§ ASSIGNED TASK
When checking the entries below, count every line with the word "repository", then give only that number.

§ Data items
* * * *

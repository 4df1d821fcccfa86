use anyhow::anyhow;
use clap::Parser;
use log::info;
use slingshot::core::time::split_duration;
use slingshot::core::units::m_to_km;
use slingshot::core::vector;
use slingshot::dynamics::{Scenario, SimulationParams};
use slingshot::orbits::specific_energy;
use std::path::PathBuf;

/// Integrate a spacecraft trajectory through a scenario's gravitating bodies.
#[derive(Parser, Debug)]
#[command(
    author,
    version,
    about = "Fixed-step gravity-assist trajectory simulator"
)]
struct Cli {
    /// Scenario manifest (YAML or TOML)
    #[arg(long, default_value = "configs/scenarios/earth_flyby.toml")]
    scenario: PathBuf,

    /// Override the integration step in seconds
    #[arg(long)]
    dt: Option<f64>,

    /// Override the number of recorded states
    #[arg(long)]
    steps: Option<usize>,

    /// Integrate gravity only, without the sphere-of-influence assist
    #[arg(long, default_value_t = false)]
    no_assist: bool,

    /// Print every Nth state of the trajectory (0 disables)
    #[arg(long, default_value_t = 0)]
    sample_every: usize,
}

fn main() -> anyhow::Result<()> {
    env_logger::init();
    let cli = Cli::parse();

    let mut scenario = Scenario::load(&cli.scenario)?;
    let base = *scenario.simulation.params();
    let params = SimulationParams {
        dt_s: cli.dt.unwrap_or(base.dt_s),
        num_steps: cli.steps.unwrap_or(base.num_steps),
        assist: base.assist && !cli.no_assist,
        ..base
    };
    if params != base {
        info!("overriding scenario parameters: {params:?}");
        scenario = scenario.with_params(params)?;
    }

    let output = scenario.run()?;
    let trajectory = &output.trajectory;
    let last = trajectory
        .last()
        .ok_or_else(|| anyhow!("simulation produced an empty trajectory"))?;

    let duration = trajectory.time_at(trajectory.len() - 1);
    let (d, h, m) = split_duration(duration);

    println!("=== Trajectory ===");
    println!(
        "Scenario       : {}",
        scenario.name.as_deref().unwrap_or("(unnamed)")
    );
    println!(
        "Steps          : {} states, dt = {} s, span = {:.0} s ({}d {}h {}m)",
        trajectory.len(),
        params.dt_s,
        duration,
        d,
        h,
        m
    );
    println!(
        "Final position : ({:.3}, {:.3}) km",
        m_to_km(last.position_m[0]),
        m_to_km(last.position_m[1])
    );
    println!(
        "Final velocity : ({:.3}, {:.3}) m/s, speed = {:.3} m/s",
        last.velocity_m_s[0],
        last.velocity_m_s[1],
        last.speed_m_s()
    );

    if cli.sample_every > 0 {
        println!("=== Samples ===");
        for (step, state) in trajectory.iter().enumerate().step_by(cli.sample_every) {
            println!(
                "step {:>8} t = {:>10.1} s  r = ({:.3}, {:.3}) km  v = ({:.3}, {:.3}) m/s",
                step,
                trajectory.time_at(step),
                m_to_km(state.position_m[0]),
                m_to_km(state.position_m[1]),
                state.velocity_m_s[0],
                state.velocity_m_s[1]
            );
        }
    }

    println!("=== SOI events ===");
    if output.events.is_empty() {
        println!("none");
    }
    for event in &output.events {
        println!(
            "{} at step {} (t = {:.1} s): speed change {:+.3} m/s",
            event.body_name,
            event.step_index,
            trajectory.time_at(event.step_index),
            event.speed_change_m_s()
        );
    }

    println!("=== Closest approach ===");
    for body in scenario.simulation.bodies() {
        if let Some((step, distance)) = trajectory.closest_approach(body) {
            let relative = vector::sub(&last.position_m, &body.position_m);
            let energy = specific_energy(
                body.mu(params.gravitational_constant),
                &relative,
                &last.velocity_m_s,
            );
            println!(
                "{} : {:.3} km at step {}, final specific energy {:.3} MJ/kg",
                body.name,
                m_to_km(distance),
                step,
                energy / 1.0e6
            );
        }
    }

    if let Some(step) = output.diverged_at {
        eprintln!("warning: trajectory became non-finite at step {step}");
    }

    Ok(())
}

* * * *

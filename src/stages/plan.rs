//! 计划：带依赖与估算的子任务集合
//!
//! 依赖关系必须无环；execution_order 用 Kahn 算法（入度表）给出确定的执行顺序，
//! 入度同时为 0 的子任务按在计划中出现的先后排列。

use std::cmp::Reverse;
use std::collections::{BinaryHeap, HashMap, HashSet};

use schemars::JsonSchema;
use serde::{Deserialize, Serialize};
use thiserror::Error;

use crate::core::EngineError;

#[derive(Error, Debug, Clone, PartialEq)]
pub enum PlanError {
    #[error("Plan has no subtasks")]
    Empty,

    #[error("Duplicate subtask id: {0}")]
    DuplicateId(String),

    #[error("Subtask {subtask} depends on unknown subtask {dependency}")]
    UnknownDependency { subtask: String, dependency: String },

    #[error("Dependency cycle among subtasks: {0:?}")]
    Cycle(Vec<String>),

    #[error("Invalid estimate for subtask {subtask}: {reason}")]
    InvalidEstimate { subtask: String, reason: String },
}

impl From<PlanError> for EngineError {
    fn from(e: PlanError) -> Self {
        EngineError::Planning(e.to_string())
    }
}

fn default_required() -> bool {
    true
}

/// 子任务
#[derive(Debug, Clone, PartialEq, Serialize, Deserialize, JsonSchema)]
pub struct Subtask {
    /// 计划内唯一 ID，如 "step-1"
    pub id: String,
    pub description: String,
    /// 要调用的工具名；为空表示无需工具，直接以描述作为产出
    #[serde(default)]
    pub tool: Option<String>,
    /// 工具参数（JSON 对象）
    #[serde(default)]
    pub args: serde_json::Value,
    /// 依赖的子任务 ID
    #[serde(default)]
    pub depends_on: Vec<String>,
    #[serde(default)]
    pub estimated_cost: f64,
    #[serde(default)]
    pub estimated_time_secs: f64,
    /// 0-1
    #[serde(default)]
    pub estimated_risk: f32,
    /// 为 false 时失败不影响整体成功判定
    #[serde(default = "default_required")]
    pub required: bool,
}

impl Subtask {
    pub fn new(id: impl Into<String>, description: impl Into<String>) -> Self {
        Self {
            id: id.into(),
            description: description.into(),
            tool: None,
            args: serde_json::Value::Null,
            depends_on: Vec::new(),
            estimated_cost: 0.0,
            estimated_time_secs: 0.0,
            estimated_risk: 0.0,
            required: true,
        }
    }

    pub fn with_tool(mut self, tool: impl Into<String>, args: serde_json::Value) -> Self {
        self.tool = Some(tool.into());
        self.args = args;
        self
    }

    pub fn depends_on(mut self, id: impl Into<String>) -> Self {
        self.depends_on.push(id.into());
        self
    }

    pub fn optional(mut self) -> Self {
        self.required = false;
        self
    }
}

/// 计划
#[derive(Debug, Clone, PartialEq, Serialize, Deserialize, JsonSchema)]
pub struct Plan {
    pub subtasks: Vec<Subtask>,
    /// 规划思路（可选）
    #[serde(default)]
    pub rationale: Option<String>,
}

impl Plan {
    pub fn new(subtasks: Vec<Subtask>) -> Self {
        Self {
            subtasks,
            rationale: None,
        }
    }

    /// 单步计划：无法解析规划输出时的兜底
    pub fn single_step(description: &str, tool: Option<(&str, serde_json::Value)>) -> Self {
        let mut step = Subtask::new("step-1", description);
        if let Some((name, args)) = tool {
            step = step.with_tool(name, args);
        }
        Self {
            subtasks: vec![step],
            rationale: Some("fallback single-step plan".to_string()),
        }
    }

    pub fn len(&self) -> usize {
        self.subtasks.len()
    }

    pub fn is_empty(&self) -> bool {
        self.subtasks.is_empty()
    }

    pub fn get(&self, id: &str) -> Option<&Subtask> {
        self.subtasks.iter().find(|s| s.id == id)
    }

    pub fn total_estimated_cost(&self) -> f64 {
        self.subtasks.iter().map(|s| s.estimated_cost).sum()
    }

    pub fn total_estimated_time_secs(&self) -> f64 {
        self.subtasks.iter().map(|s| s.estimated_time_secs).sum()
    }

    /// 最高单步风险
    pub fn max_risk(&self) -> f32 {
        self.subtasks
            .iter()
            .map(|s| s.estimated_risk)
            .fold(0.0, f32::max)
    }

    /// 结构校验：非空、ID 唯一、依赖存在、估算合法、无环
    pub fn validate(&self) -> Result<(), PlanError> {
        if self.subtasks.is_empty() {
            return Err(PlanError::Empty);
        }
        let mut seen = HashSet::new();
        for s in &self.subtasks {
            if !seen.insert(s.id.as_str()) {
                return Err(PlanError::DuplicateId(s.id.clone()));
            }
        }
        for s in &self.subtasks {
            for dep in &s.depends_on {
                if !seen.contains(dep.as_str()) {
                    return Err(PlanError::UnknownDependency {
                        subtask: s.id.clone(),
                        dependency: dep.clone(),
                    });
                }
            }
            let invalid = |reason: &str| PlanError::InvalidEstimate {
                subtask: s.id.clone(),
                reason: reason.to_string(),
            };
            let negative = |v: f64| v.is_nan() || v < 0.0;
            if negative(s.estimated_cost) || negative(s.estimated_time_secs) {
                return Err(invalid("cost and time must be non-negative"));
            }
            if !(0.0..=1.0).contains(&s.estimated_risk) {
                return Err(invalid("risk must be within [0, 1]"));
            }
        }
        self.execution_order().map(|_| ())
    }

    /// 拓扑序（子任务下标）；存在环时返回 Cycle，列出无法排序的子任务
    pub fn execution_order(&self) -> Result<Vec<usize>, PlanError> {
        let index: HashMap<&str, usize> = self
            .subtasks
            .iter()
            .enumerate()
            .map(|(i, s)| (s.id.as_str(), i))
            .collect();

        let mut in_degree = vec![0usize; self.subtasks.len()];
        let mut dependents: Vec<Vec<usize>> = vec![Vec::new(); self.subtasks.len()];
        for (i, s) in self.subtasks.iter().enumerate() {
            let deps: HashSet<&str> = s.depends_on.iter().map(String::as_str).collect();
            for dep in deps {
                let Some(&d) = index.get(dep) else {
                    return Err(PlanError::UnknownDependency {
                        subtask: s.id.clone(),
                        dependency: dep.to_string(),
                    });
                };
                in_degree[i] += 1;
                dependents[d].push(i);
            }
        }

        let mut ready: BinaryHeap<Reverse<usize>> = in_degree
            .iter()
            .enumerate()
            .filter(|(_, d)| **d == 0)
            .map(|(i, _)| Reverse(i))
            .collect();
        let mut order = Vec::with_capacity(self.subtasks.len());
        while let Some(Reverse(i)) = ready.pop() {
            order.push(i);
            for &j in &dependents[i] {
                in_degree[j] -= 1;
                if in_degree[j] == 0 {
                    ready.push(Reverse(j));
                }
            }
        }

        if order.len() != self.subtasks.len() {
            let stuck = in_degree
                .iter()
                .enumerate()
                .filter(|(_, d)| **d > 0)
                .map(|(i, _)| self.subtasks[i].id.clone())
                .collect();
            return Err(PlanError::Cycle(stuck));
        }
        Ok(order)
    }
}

* * * *

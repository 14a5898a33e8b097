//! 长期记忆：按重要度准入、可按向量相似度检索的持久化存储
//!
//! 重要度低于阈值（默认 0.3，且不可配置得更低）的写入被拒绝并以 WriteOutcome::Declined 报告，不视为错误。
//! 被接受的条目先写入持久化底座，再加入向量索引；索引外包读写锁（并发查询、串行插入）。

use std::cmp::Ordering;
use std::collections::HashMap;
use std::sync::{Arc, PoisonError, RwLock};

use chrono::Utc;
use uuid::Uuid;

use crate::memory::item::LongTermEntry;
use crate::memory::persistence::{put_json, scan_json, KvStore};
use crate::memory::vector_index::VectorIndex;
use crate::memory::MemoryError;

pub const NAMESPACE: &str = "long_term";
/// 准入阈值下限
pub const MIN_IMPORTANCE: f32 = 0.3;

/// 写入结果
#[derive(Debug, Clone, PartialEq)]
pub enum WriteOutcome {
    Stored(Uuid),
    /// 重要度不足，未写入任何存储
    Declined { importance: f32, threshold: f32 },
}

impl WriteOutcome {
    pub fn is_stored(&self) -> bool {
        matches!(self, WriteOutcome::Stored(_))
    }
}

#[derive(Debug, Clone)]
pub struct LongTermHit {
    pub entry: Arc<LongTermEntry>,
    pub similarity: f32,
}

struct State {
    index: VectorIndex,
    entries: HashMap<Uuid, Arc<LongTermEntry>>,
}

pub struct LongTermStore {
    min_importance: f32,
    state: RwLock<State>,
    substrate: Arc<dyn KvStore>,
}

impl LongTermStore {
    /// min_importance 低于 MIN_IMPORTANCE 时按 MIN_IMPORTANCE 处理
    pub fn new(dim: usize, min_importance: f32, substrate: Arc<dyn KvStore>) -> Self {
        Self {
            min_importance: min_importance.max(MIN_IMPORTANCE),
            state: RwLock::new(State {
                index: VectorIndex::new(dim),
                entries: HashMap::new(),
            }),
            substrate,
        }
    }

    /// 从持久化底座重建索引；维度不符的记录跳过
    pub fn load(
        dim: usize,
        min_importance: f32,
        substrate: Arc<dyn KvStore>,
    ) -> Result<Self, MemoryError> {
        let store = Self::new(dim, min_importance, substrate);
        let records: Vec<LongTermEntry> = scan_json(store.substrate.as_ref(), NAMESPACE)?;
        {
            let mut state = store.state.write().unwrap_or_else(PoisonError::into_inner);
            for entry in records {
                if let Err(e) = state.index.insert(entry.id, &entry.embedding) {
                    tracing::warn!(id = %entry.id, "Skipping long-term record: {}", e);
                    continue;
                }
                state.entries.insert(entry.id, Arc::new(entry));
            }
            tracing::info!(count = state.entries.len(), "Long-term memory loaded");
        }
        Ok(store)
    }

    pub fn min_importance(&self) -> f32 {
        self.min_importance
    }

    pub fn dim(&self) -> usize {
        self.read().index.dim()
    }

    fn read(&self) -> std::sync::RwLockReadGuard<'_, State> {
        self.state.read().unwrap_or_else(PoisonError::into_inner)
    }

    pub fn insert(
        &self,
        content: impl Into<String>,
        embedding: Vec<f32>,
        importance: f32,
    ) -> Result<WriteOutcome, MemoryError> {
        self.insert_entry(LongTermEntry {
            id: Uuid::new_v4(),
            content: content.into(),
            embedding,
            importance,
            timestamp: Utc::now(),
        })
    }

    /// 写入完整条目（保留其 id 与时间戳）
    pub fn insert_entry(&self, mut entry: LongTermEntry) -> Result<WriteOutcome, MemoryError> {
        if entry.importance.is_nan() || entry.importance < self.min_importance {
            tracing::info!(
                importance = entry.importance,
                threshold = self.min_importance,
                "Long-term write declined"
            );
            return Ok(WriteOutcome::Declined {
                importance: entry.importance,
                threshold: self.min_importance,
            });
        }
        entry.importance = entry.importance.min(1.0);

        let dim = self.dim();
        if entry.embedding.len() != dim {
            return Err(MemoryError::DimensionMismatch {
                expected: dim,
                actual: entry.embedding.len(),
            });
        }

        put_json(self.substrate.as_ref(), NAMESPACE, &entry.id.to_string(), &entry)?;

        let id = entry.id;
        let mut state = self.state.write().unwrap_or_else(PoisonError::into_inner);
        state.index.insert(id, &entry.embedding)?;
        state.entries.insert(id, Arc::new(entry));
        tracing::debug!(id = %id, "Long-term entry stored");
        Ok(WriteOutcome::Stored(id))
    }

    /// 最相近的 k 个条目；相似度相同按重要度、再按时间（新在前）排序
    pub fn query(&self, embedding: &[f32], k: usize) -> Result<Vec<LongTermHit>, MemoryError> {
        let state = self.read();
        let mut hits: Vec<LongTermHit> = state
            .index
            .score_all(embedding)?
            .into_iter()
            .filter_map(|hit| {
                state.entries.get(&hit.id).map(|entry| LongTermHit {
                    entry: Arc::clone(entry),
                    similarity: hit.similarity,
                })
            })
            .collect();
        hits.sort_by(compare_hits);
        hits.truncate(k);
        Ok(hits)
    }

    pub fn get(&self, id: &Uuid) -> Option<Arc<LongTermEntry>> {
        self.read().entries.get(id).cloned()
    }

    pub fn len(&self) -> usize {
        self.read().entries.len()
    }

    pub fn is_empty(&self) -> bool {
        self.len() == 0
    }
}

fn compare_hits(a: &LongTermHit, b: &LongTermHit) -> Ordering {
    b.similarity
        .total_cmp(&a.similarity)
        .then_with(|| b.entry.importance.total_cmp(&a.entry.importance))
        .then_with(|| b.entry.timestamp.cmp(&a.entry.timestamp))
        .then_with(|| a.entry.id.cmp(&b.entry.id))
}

* * * *

§ ANSWER TO THE EXERCISE
2